The Foot as the Unit of Measurement
Having determined that the unit of measurement at Castel del Monte has the dimension of 0.302 m, one question on interest is to find if there is a unit of linear measurement from ancient times that matches this dimension. Table 3 lists some of the known measures of linear measurement from Egyptian to modern times, compared to the unit of measurement at Castel del Monte.
Table 3. Comparison to Various Historical Units of Measurement
|Ancient Unit of Measurement||Measure (m)||Variance (%)|
|Naples palm - others||0.2180||-27.81%|
|Palermo palm - Palaiseau 1816||0.2420||-19.87%|
|Naples palm - Rose 1900||0.2640||-12.58%|
|Castel del Monte unit||0.3020|
The ancient units of measurement closest to the one used at Castel del Monte is the Egiptian and the Roman foot. Curiously, the modern standard foot comes even closer than the Roma foot, with a deviation of less than 1%, Fig. 17.
Figure 17. Comparison of Castel del Monte unit of measurement to other known foot dimensions.
The measure for ancient unit of measurements varied significantly based on historical times and among various regions and cities of Europe. It is likely that the unit of measurement at Castel del Monte was another variation of the Roman foot.
Yet there is the intriguing possibility that the unit of measurement at Castel del Monte is a variation of the modern standard foot. This is not a surprising result given the Germanic origins of the English foot that the modern standard foot is based on (Stecchini). The emperor, Frederick II Hohenstaufen, was also king of Germany and the castle does bear strong northern-European influence, such as the Gothic cross vaults.
There is no knowledge about how the foot was subdivided at Castel del Monte; decimal fractions are used in this study. Historically the foot was divided for common usage either in 12 or 16 units, measures that relate to fingers.
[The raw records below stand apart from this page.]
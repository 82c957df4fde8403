use axum::{
    extract::{FromRef, FromRequestParts},
    http::{StatusCode, header, request::Parts},
};
use jsonwebtoken::{DecodingKey, Validation, decode, errors::ErrorKind};
use serde::{Deserialize, Serialize};
use uuid::Uuid;

use crate::{
    config::{AppConfig, Env},
    models::Grant,
    repository::RepositoryState,
};

/// Claims
///
/// Payload expected inside the bearer JWT. Tokens are issued by the external auth
/// provider and signed with the shared `JWT_SECRET`.
#[derive(Debug, Serialize, Deserialize)]
pub struct Claims {
    /// Subject (sub): the id of the user in the `users` table.
    pub sub: Uuid,
    /// Expiration Time (exp): Timestamp after which the JWT must not be accepted.
    pub exp: usize,
    /// Issued At (iat): Timestamp when the JWT was issued.
    pub iat: usize,
}

/// AuthUser
///
/// The resolved identity of an authenticated request: the actor handed to the workflows.
/// The grant is always read fresh from the store, never trusted from the token.
#[derive(Debug, Clone, PartialEq, Eq)]
pub struct AuthUser {
    pub id: Uuid,
    pub grant: Grant,
}

impl AuthUser {
    pub fn is_admin(&self) -> bool {
        self.grant == Grant::Admin
    }
}

/// AuthUser Extractor Implementation
///
/// 1. Local Bypass: in `Env::Local`, an `x-user-id` header naming an existing user is accepted.
/// 2. Token Validation: `Authorization: Bearer <jwt>`, signature and expiry checked.
/// 3. DB Lookup: the subject must still exist; its current grant is loaded.
///
/// Rejection: 401 when no identity can be resolved, 500 when the lookup itself fails.
impl<S> FromRequestParts<S> for AuthUser
where
    S: Send + Sync,
    RepositoryState: FromRef<S>,
    AppConfig: FromRef<S>,
{
    type Rejection = StatusCode;

    async fn from_request_parts(parts: &mut Parts, state: &S) -> Result<Self, Self::Rejection> {
        let repo = RepositoryState::from_ref(state);
        let config = AppConfig::from_ref(state);

        if config.env == Env::Local {
            if let Some(user_id) = parts
                .headers
                .get("x-user-id")
                .and_then(|value| value.to_str().ok())
                .and_then(|id_str| Uuid::parse_str(id_str).ok())
            {
                if let Some(user) = lookup(&repo, user_id).await? {
                    return Ok(user);
                }
            }
        }
        // Production, or a bypass header that did not resolve: fall through to the JWT flow.

        let token = parts
            .headers
            .get(header::AUTHORIZATION)
            .and_then(|value| value.to_str().ok())
            .and_then(|value| value.strip_prefix("Bearer "))
            .ok_or(StatusCode::UNAUTHORIZED)?;

        let decoding_key = DecodingKey::from_secret(config.jwt_secret.as_bytes());
        let mut validation = Validation::default();
        validation.validate_exp = true;

        let token_data = decode::<Claims>(token, &decoding_key, &validation).map_err(|e| {
            match e.kind() {
                ErrorKind::ExpiredSignature => tracing::debug!("rejected expired token"),
                _ => tracing::debug!(error = %e, "rejected invalid token"),
            }
            StatusCode::UNAUTHORIZED
        })?;

        // A valid token for a user that no longer exists is still rejected.
        lookup(&repo, token_data.claims.sub)
            .await?
            .ok_or(StatusCode::UNAUTHORIZED)
    }
}

async fn lookup(repo: &RepositoryState, user_id: Uuid) -> Result<Option<AuthUser>, StatusCode> {
    let user = repo.get_user(user_id).await.map_err(|e| {
        tracing::error!(error = %e, %user_id, "user lookup failed");
        StatusCode::INTERNAL_SERVER_ERROR
    })?;

    Ok(user.map(|user| AuthUser {
        id: user.id,
        grant: user.grant,
    }))
}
It is ideally possible to discover the subdivision unit of the foot at Castel del Monte, because it is thought that the builder might have rounded up some measures to even quantities of this subdivision.
This may have been the case, for example, for stone blocks in the façade whose specific dimensions were not critical to the structure, other than maintaining the same height in separate courses. Stone cutters may have been inclined to rounding off the height of these stone blocks to the nearest whole-fraction of the foot. A statistical-like study of the thousands of stone blocks in the wall of the castle may indeed yield evidence of this subdivision.